I asked Allen how he did this and his rather dry reply was "I was a little more dangerous on hard courts than most people gave me credit for me." He explained that as the tournament progressed, he found himself reaching a "surreal zone."
"Everything seemed to be happening very slowly," he explained. "This may sound crazy, but against Emmo in the final, I was returning so well I remember thinking to myself, "Gee, I thought this guy could actually serve." Then there was his fabled tenacity and court coverage. In the last game, Allen ran down two Emerson crosscourt backhand volleys, starting from his own doubles alley, hit them both for winning lobs, and broke Emmo to win the match.
How much would any tennis player give for a memory like that! He's told me the story a few times, but that's only because I keep asking him to repeat it.
If you haven't read Allen's books and his articles, you're missing out. He has another Tennisplayer series that go into more detail what it was actually like to play against legends like Emmo, Laver, Stan Smith, Pancho Gonzales, and many others. (Click Here.) It's actually some of my very favorite writing on Tennisplayer, or about tennis period.
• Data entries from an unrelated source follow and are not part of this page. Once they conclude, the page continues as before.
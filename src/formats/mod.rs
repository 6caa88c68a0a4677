//! File format parsers

pub mod pdb;

pub use pdb::PdbError;
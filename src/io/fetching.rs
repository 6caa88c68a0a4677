use reqwest::blocking::Client;
use reqwest::StatusCode;
use std::io::copy;
use std::path::{Path, PathBuf};
use std::time::Duration;
use tempfile::NamedTempFile;
use thiserror::Error;

const RCSB_URL_PDB: &str = "https://files.rcsb.org/download/";

const MAX_RETRIES: u32 = 3;

#[derive(Error, Debug)]
pub enum FetchError {
    #[error("Structure {0} not found")]
    NotFound(String),
    #[error("Request for {id} failed with status {status}")]
    Status { id: String, status: u16 },
    #[error("Max retries exceeded for {0}")]
    RetriesExceeded(String),
    #[error("No structure provider configured for {0}")]
    NoProvider(String),
    #[error("HTTP error: {0}")]
    Http(#[from] reqwest::Error),
    #[error("IO error: {0}")]
    Io(#[from] std::io::Error),
}

/// Source of raw PDB text, keyed by PDB id
pub trait StructureProvider: Send + Sync {
    fn fetch(&self, pdb_id: &str) -> Result<String, FetchError>;
}

/// Serves structures from a local directory of `<id>.pdb` files only
#[derive(Debug, Clone)]
pub struct LocalProvider {
    dir: PathBuf,
}

impl LocalProvider {
    pub fn new<P: Into<PathBuf>>(dir: P) -> Self {
        Self { dir: dir.into() }
    }

    pub fn path_for(&self, pdb_id: &str) -> PathBuf {
        self.dir.join(format!("{}.pdb", pdb_id))
    }
}

impl StructureProvider for LocalProvider {
    fn fetch(&self, pdb_id: &str) -> Result<String, FetchError> {
        let path = self.path_for(pdb_id);
        if !path.exists() {
            return Err(FetchError::NotFound(pdb_id.to_string()));
        }
        Ok(std::fs::read_to_string(path)?)
    }
}

/// Downloads PDB files from the RCSB data bank into a cache directory.
///
/// A cached file is reused unconditionally; there is no staleness check.
#[derive(Debug, Clone)]
pub struct RcsbProvider {
    cache_dir: PathBuf,
    base_url: String,
    client: Client,
}

impl RcsbProvider {
    pub fn new<P: Into<PathBuf>>(cache_dir: P) -> Result<Self, FetchError> {
        let client = Client::builder().timeout(Duration::from_secs(60)).build()?;
        Ok(Self {
            cache_dir: cache_dir.into(),
            base_url: RCSB_URL_PDB.to_string(),
            client,
        })
    }

    /// Point at a mirror instead of files.rcsb.org
    pub fn with_base_url(mut self, base_url: &str) -> Self {
        self.base_url = base_url.to_string();
        self
    }

    /// Ids are case-insensitive; the cache file name is upper case
    pub fn cache_path(&self, pdb_id: &str) -> PathBuf {
        self.cache_dir.join(format!("{}.pdb", pdb_id.to_uppercase()))
    }

    fn url_for(&self, pdb_id: &str) -> String {
        format!("{}{}.pdb", self.base_url, pdb_id.to_uppercase())
    }

    /// Download into the cache if absent and return the cached path
    pub fn ensure_cached(&self, pdb_id: &str) -> Result<PathBuf, FetchError> {
        let target_path = self.cache_path(pdb_id);
        if target_path.exists() {
            return Ok(target_path);
        }

        if !self.cache_dir.exists() {
            std::fs::create_dir_all(&self.cache_dir)?;
        }

        // Unique temporary file per download; dropped (and removed) on error
        let mut tmp = NamedTempFile::new_in(&self.cache_dir)?;
        download_to_writer(&self.client, &self.url_for(pdb_id), pdb_id, &mut tmp)?;
        persist_download(tmp, &target_path)?;
        log::debug!("Downloaded {} to {}", pdb_id, target_path.display());
        Ok(target_path)
    }
}

impl StructureProvider for RcsbProvider {
    fn fetch(&self, pdb_id: &str) -> Result<String, FetchError> {
        let path = self.ensure_cached(pdb_id)?;
        Ok(std::fs::read_to_string(path)?)
    }
}

/// Move a finished download into place. Another worker having cached the
/// same id first counts as success.
fn persist_download(tmp: NamedTempFile, target: &Path) -> Result<(), FetchError> {
    match tmp.persist_noclobber(target) {
        Ok(_) => Ok(()),
        Err(_) if target.exists() => {
            log::debug!("{} already cached by another worker", target.display());
            Ok(())
        }
        Err(e) => Err(FetchError::Io(e.error)),
    }
}

fn fetch_with_retry(
    client: &Client,
    url: &str,
    pdb_id: &str,
) -> Result<reqwest::blocking::Response, FetchError> {
    let mut delay = Duration::from_secs(1);

    for i in 0..MAX_RETRIES {
        match client.get(url).send() {
            Ok(resp) => {
                let status = resp.status();
                if status.is_success() {
                    return Ok(resp);
                } else if status == StatusCode::NOT_FOUND {
                    return Err(FetchError::NotFound(pdb_id.to_string()));
                }
                // Only 5xx errors are retryable
                if !status.is_server_error() {
                    return Err(FetchError::Status {
                        id: pdb_id.to_string(),
                        status: status.as_u16(),
                    });
                }
                log::debug!("Server error {} for {}, retrying", status, url);
            }
            Err(e) => {
                // Network error, retry
                log::debug!("Request for {} failed: {}", url, e);
            }
        }

        if i < MAX_RETRIES - 1 {
            std::thread::sleep(delay);
            delay *= 2;
        }
    }

    Err(FetchError::RetriesExceeded(pdb_id.to_string()))
}

fn download_to_writer<W: std::io::Write>(
    client: &Client,
    url: &str,
    pdb_id: &str,
    writer: &mut W,
) -> Result<(), FetchError> {
    let mut response = fetch_with_retry(client, url, pdb_id)?;
    copy(&mut response, writer)?;
    Ok(())
}
//! Residue feature extraction
//!
//! Walks a chain in sequence order and keeps the residues the vocabulary
//! knows. Every retained residue becomes one graph node, numbered 0..N in
//! retained order; that numbering (not the file's residue numbers) is what
//! adjacency indices refer to.

use crate::chem::{ResidueVocabulary, WATER_RESNAME};
use crate::geometry::compute_centroid;
use crate::structure::Chain;
use thiserror::Error;

#[derive(Error, Debug, PartialEq)]
pub enum FeatureError {
    #[error("Residue {name} {res_seq} has no atoms")]
    EmptyResidue { name: String, res_seq: i32 },
    #[error("Residue {name} {res_seq} atom {atom} has a non-finite coordinate")]
    NonFiniteCoordinate {
        name: String,
        res_seq: i32,
        atom: String,
    },
}

/// An atom tagged with the node index of its retained residue
#[derive(Debug, Clone, Copy, PartialEq)]
pub struct ResidueAtom {
    pub residue: usize,
    pub coord: [f32; 3],
}

/// Per-residue features for the retained residues of one chain
#[derive(Debug, Clone, Default, PartialEq)]
pub struct ResidueRecord {
    /// Vocabulary index per retained residue
    pub residue_index: Vec<usize>,
    /// Mean atom position per retained residue
    pub coordinates: Vec<[f32; 3]>,
    /// Atoms of the retained residues, for proximity search
    pub atoms: Vec<ResidueAtom>,
}

impl ResidueRecord {
    pub fn num_residues(&self) -> usize {
        self.residue_index.len()
    }

    pub fn is_empty(&self) -> bool {
        self.residue_index.is_empty()
    }
}

/// Extract residue indices and representative coordinates from a chain.
///
/// Water is skipped before lookup; residues missing from the vocabulary are
/// skipped without consuming a node index.
pub fn extract_residue_features(
    chain: &Chain,
    vocab: &ResidueVocabulary,
) -> Result<ResidueRecord, FeatureError> {
    let mut record = ResidueRecord::default();

    for residue in &chain.residues {
        if residue.name == WATER_RESNAME {
            continue;
        }

        let Some(res_type) = vocab.lookup(&residue.name) else {
            continue;
        };

        if let Some(bad) = residue
            .atoms
            .iter()
            .find(|a| a.coord.iter().any(|c| !c.is_finite()))
        {
            return Err(FeatureError::NonFiniteCoordinate {
                name: residue.name.clone(),
                res_seq: residue.res_seq,
                atom: bad.name.clone(),
            });
        }

        let centroid = compute_centroid(residue.atoms.iter().map(|a| &a.coord)).ok_or_else(|| {
            FeatureError::EmptyResidue {
                name: residue.name.clone(),
                res_seq: residue.res_seq,
            }
        })?;

        let node = record.residue_index.len();
        record.residue_index.push(res_type);
        record.coordinates.push(centroid);
        record.atoms.extend(residue.atoms.iter().map(|a| ResidueAtom {
            residue: node,
            coord: a.coord,
        }));
    }

    log::debug!(
        "Chain {}: {} residues -> {} retained, {} atoms",
        chain.id,
        chain.num_residues(),
        record.num_residues(),
        record.atoms.len()
    );

    Ok(record)
}

#[cfg(test)]
mod tests {
    use super::*;
    use crate::structure::Residue;

    #[test]
    fn test_skips_water_and_unknown_residues() {
        let chain = Chain::new(
            "A",
            vec![
                Residue::new("ALA", 1).with_atom("CA", [0.0, 0.0, 0.0]),
                Residue::new("HOH", 2).with_atom("O", [9.0, 9.0, 9.0]),
                Residue::new("MSE", 3).with_atom("CA", [5.0, 5.0, 5.0]),
                Residue::new("GLY", 4).with_atom("CA", [1.0, 0.0, 0.0]),
            ],
        );

        let record = extract_residue_features(&chain, &ResidueVocabulary::standard()).unwrap();
        assert_eq!(record.residue_index, vec![0, 7]);
        assert_eq!(record.coordinates, vec![[0.0, 0.0, 0.0], [1.0, 0.0, 0.0]]);
        // GLY is node 1 even though it is the fourth residue in the file
        assert_eq!(record.atoms.len(), 2);
        assert_eq!(record.atoms[1].residue, 1);
    }

    #[test]
    fn test_mean_atom_position() {
        let chain = Chain::new(
            "A",
            vec![Residue::new("SER", 1)
                .with_atom("N", [0.0, 0.0, 0.0])
                .with_atom("CA", [2.0, 0.0, 0.0])
                .with_atom("C", [1.0, 3.0, 0.0])
                .with_atom("O", [1.0, 1.0, 4.0])],
        );

        let record = extract_residue_features(&chain, &ResidueVocabulary::standard()).unwrap();
        let c = record.coordinates[0];
        assert!((c[0] - 1.0).abs() < 1e-6);
        assert!((c[1] - 1.0).abs() < 1e-6);
        assert!((c[2] - 1.0).abs() < 1e-6);
        assert!(record.atoms.iter().all(|a| a.residue == 0));
    }

    #[test]
    fn test_all_residues_filtered() {
        let chain = Chain::new(
            "A",
            vec![Residue::new("HOH", 1).with_atom("O", [0.0, 0.0, 0.0])],
        );
        let record = extract_residue_features(&chain, &ResidueVocabulary::standard()).unwrap();
        assert!(record.is_empty());
        assert!(record.atoms.is_empty());
    }

    #[test]
    fn test_malformed_residues_are_errors() {
        let empty = Chain::new("A", vec![Residue::new("LYS", 7)]);
        assert_eq!(
            extract_residue_features(&empty, &ResidueVocabulary::standard()),
            Err(FeatureError::EmptyResidue {
                name: "LYS".to_string(),
                res_seq: 7
            })
        );

        let nan = Chain::new(
            "A",
            vec![Residue::new("LYS", 7).with_atom("CA", [f32::NAN, 0.0, 0.0])],
        );
        assert!(matches!(
            extract_residue_features(&nan, &ResidueVocabulary::standard()),
            Err(FeatureError::NonFiniteCoordinate { .. })
        ));
    }
}
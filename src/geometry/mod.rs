//! Geometry operations for protein structures
//!
//! Provides cell-list proximity search and coordinate transforms.

pub mod cell_list;
pub mod transforms;

pub use cell_list::*;
pub use transforms::*;
use protein_graph::dataset::{collate, collate_pair_results, collate_results, CollateError};
use protein_graph::io::LocalProvider;
use protein_graph::{
    BinaryDataset, DatasetConfig, ErrorMode, MulticlassDataset, SampleError, Split,
};
use std::path::Path;

fn ca_line(serial: usize, res_name: &str, res_seq: usize, c: [f32; 3]) -> String {
    format!(
        "ATOM  {:>5}  CA  {} A{:>4}    {:>8.3}{:>8.3}{:>8.3}  1.00  0.00           C\n",
        serial, res_name, res_seq, c[0], c[1], c[2]
    )
}

/// Chain A with a CA-only backbone along x, plus a water and an unknown ligand
fn write_structure(dir: &Path, pdb_id: &str, n: usize) {
    let mut text = String::from("HEADER    TEST STRUCTURE\n");
    for i in 0..n {
        text.push_str(&ca_line(i + 1, "ALA", i + 1, [4.0 * i as f32, 0.0, 0.0]));
    }
    text.push_str(
        "HETATM  900  O   HOH A 501       0.000   5.000   0.000  1.00  0.00           O\n",
    );
    text.push_str(
        "HETATM  901  C1  LIG A 601       4.000   1.000   0.000  1.00  0.00           C\n",
    );
    text.push_str("END\n");
    std::fs::write(dir.join(format!("{}.pdb", pdb_id)), text).unwrap();
}

struct Fixture {
    _root: tempfile::TempDir,
    config: DatasetConfig,
}

fn fixture() -> Fixture {
    let root = tempfile::tempdir().unwrap();
    let pdb_dir = root.path().join("pdb");
    std::fs::create_dir_all(&pdb_dir).unwrap();

    write_structure(&pdb_dir, "1aaa", 5);
    write_structure(&pdb_dir, "1bbb", 3);
    write_structure(&pdb_dir, "1ccc", 4);
    // 1zzz is listed but never written

    let split_path = root.path().join("split.json");
    std::fs::write(
        &split_path,
        r#"{
            "train": {
                "input_list": ["1aaa.A", "1bbb.A", "1ccc.A", "1zzz.A"],
                "target_list": [3, 1, 3, 1]
            },
            "valid": {"input_list": ["1bbb.A"], "target_list": [1]}
        }"#,
    )
    .unwrap();

    let config_path = root.path().join("config.json");
    let config_json = serde_json::json!({
        "split_file": split_path,
        "split": "train",
        "data_dir": root.path(),
        "graph": {"cutoffs": [3.0, 3.5], "augment": true, "seed": 42},
        "error_mode": "warn"
    });
    std::fs::write(&config_path, config_json.to_string()).unwrap();

    let config = DatasetConfig::from_json_file(&config_path).unwrap();
    Fixture {
        _root: root,
        config,
    }
}

fn local(config: &DatasetConfig) -> Box<LocalProvider> {
    Box::new(LocalProvider::new(config.pdb_dir()))
}

#[test]
fn test_config_loads_from_json() {
    let fx = fixture();
    assert_eq!(fx.config.split, Split::Train);
    assert_eq!(fx.config.error_mode, ErrorMode::Warn);
    assert_eq!(fx.config.graph.seed, Some(42));
    assert!(fx.config.pdb_dir().ends_with("pdb"));
}

#[test]
fn test_multiclass_end_to_end() {
    let fx = fixture();
    let mut ds = MulticlassDataset::new(&fx.config, local(&fx.config)).unwrap();
    assert_eq!(ds.len(), 4);

    let sample = ds.get(0).unwrap();
    assert_eq!(sample.id, "1aaa.A");
    assert_eq!(sample.label, 3);
    // Water and the unknown ligand are not nodes
    assert_eq!(sample.graph.num_nodes(), 5);
    assert_eq!(sample.graph.node_feature.shape(), &[5, 20, 1]);
    assert_eq!(sample.graph.num_edges(), 8);
    assert_eq!(sample.graph.edge_feature.shape(), &[8, 3]);

    // Rotation preserves the 4 A backbone spacing
    for e in 0..sample.graph.num_edges() {
        let d = sample.graph.edge_displacement.row(e);
        let len = (d[0] * d[0] + d[1] * d[1] + d[2] * d[2]).sqrt();
        assert!((len - 4.0).abs() < 1e-3, "edge {} has length {}", e, len);
    }

    let missing = ds.get(3).unwrap_err();
    assert!(matches!(missing, SampleError::Fetch { .. }));
    assert_eq!(missing.id(), Some("1zzz.A"));
}

#[test]
fn test_use_classes_and_split() {
    let mut fx = fixture();
    fx.config.use_classes = Some(vec![3]);
    let ds = MulticlassDataset::new(&fx.config, local(&fx.config)).unwrap();
    assert_eq!(ds.index().ids(), &["1aaa.A", "1ccc.A"]);

    fx.config.use_classes = None;
    fx.config.split = Split::Valid;
    let ds = MulticlassDataset::new(&fx.config, local(&fx.config)).unwrap();
    assert_eq!(ds.len(), 1);

    fx.config.split = Split::Test;
    assert!(MulticlassDataset::new(&fx.config, local(&fx.config)).is_err());
}

#[test]
fn test_multiclass_collation_drops_failures() {
    let fx = fixture();
    let mut ds = MulticlassDataset::new(&fx.config, local(&fx.config)).unwrap();
    let results: Vec<_> = (0..ds.len()).map(|i| ds.get(i)).collect();

    let batch = collate_results(results, fx.config.error_mode).unwrap();
    assert_eq!(batch.ids, vec!["1aaa.A", "1bbb.A", "1ccc.A"]);
    assert_eq!(batch.labels, vec![3, 1, 3]);
    assert_eq!(batch.graph.batch_num_nodes, vec![5, 3, 4]);
    assert_eq!(batch.graph.num_nodes(), 12);

    let results: Vec<_> = (0..ds.len()).map(|i| ds.get(i)).collect();
    assert!(matches!(
        collate_results(results, ErrorMode::Fail),
        Err(CollateError::Sample(SampleError::Fetch { .. }))
    ));
}

#[test]
fn test_binary_end_to_end() {
    let mut fx = fixture();
    // Keep the negative pool to structures that exist on disk
    fx.config.use_classes = None;
    let split_path = fx.config.split_file.clone();
    std::fs::write(
        &split_path,
        r#"{"train": {"input_list": ["1aaa.A", "1bbb.A", "1ccc.A"], "target_list": [3, 1, 3]}}"#,
    )
    .unwrap();

    let mut ds = BinaryDataset::new(&fx.config, 3, local(&fx.config)).unwrap();
    assert_eq!(ds.len(), 2);
    assert_eq!(ds.cursor().pool_size(), 1);

    let pairs: Vec<_> = (0..ds.len()).map(|i| ds.get(i)).collect();
    // One negative, drawn twice: the second draw refills the pool
    assert_eq!(ds.cursor().refills(), 1);

    let batch = collate_pair_results(pairs, ErrorMode::Fail).unwrap();
    assert_eq!(batch.labels, vec![1, 1, 0, 0]);
    assert_eq!(batch.ids, vec!["1aaa.A", "1ccc.A", "1bbb.A", "1bbb.A"]);
    assert_eq!(batch.graph.batch_num_nodes, vec![5, 4, 3, 3]);
}

#[test]
fn test_seeded_datasets_are_reproducible() {
    let fx = fixture();
    let mut a = MulticlassDataset::new(&fx.config, local(&fx.config)).unwrap();
    let mut b = MulticlassDataset::new(&fx.config, local(&fx.config)).unwrap();

    let ga = a.get(0).unwrap().graph;
    let gb = b.get(0).unwrap().graph;
    assert_eq!(ga, gb);

    let batch = collate(&[a.get(2).unwrap()]).unwrap();
    assert_eq!(batch.graph.batch_size(), 1);
}
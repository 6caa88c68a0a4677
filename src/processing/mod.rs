//! Structure processing module
//!
//! Residue feature extraction, multi-relational adjacency construction and
//! coordinate augmentation.

pub mod adjacency;
pub mod augmentation;
pub mod residues;

pub use adjacency::*;
pub use augmentation::*;
pub use residues::*;
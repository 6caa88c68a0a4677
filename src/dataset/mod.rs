//! Datasets of protein graphs
//!
//! A dataset owns one split's `(identifier, label)` records and turns an
//! index into a graph sample: fetch the PDB file, parse the requested chain,
//! extract residue features, build the adjacency and assemble the graph.
//!
//! Per-sample failures come back as `SampleError` and never as a placeholder
//! graph. Datasets take `&mut self` in `get` because augmentation and
//! negative sampling draw from owned random state; give each worker its own
//! dataset (with its own seed) rather than sharing one.

pub mod binary;
pub mod collate;
pub mod index;
pub mod multiclass;
pub mod pipeline;

pub use binary::{BinaryDataset, NegativeCursor};
pub use collate::{
    collate, collate_pair_results, collate_pairs, collate_results, drop_failures, Batch,
    CollateError,
};
pub use index::SplitIndex;
pub use multiclass::MulticlassDataset;
pub use pipeline::GraphPipeline;

use crate::formatters::{GraphError, ProteinGraph};
use crate::io::FetchError;
use rand::rngs::StdRng;
use rand::SeedableRng;
use std::fmt;
use thiserror::Error;

/// Recoverable failure building one sample
#[derive(Error, Debug)]
pub enum SampleError {
    #[error("Failed to fetch {id}: {source}")]
    Fetch {
        id: String,
        #[source]
        source: FetchError,
    },
    #[error("Failed to parse {id}: {reason}")]
    Parse { id: String, reason: String },
    #[error("No residues retained for {id}")]
    EmptyChain { id: String },
    #[error("Failed to assemble graph for {id}: {source}")]
    Graph {
        id: String,
        #[source]
        source: GraphError,
    },
    #[error("Invalid structure identifier '{0}', expected '<PDBID>.<CHAIN>'")]
    InvalidIdentifier(String),
    #[error("Index {index} out of range for dataset of length {len}")]
    IndexOutOfRange { index: usize, len: usize },
}

impl SampleError {
    /// Structure identifier the failure belongs to, if any
    pub fn id(&self) -> Option<&str> {
        match self {
            Self::Fetch { id, .. }
            | Self::Parse { id, .. }
            | Self::EmptyChain { id }
            | Self::Graph { id, .. } => Some(id),
            Self::InvalidIdentifier(id) => Some(id),
            Self::IndexOutOfRange { .. } => None,
        }
    }
}

/// `<PDBID>.<CHAIN>` structure identifier
#[derive(Debug, Clone, PartialEq, Eq, Hash)]
pub struct StructureId {
    pub pdb_id: String,
    pub chain_id: String,
}

impl StructureId {
    pub fn parse(identifier: &str) -> Result<Self, SampleError> {
        match identifier.split_once('.') {
            Some((pdb_id, chain_id)) if !pdb_id.is_empty() && !chain_id.is_empty() => Ok(Self {
                pdb_id: pdb_id.to_string(),
                chain_id: chain_id.to_string(),
            }),
            _ => Err(SampleError::InvalidIdentifier(identifier.to_string())),
        }
    }
}

impl fmt::Display for StructureId {
    fn fmt(&self, f: &mut fmt::Formatter<'_>) -> fmt::Result {
        write!(f, "{}.{}", self.pdb_id, self.chain_id)
    }
}

/// One labelled graph
#[derive(Debug, Clone)]
pub struct Sample {
    pub graph: ProteinGraph,
    pub label: i64,
    pub id: String,
}

/// A positive sample (label 1) with a drawn negative sample (label 0)
#[derive(Debug, Clone)]
pub struct SamplePair {
    pub positive: Sample,
    pub negative: Sample,
}

pub(crate) fn make_rng(seed: Option<u64>) -> StdRng {
    match seed {
        Some(seed) => StdRng::seed_from_u64(seed),
        None => StdRng::from_entropy(),
    }
}

#[cfg(test)]
pub(crate) mod test_support {
    //! In-memory structures for dataset tests

    use crate::io::{FetchError, StructureProvider};
    use std::collections::HashMap;

    const RESNAMES: [&str; 6] = ["ALA", "GLY", "SER", "LEU", "VAL", "LYS"];

    /// PDB text for chain A with one CA atom per residue at the given positions
    pub fn ca_chain_pdb(coords: &[[f32; 3]]) -> String {
        let mut text = String::new();
        for (i, c) in coords.iter().enumerate() {
            text.push_str(&format!(
                "ATOM  {:>5}  CA  {} A{:>4}    {:>8.3}{:>8.3}{:>8.3}  1.00  0.00           C\n",
                i + 1,
                RESNAMES[i % RESNAMES.len()],
                i + 1,
                c[0],
                c[1],
                c[2]
            ));
        }
        text.push_str("END\n");
        text
    }

    /// Residues spaced 10 A apart along x
    pub fn linear_pdb(n: usize) -> String {
        let coords: Vec<[f32; 3]> = (0..n).map(|i| [10.0 * i as f32, 0.0, 0.0]).collect();
        ca_chain_pdb(&coords)
    }

    #[derive(Debug, Default)]
    pub struct MemoryProvider {
        pub files: HashMap<String, String>,
    }

    impl MemoryProvider {
        pub fn with(mut self, pdb_id: &str, text: String) -> Self {
            self.files.insert(pdb_id.to_string(), text);
            self
        }
    }

    impl StructureProvider for MemoryProvider {
        fn fetch(&self, pdb_id: &str) -> Result<String, FetchError> {
            self.files
                .get(pdb_id)
                .cloned()
                .ok_or_else(|| FetchError::NotFound(pdb_id.to_string()))
        }
    }
}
And if you come out to the Mercedes this year on Tuesday July 26th, we've got something pretty special for you. A chance to meet Allen in person, receive a FREE copy of his new book courtesy of Tennisplayer, and, of course, get him to personally autograph it. For details, email me directly: email@example.com.
The new book is called "The Winner's Mind." It's partially about winning in tennis, but mainly about winning in life. (Click Here to order.) So now you know something about the history of one of the great tournaments in American tennis history, and you have a couple of reasons for coming out to UCLA if you can be in the vicinity. To see some great tennis in person and to meet Allen Fox. There won't be another pysch PhD champion (since none are entered in the field) but you never know what you might see when you put that many good players in a confined space. Hope to see you there.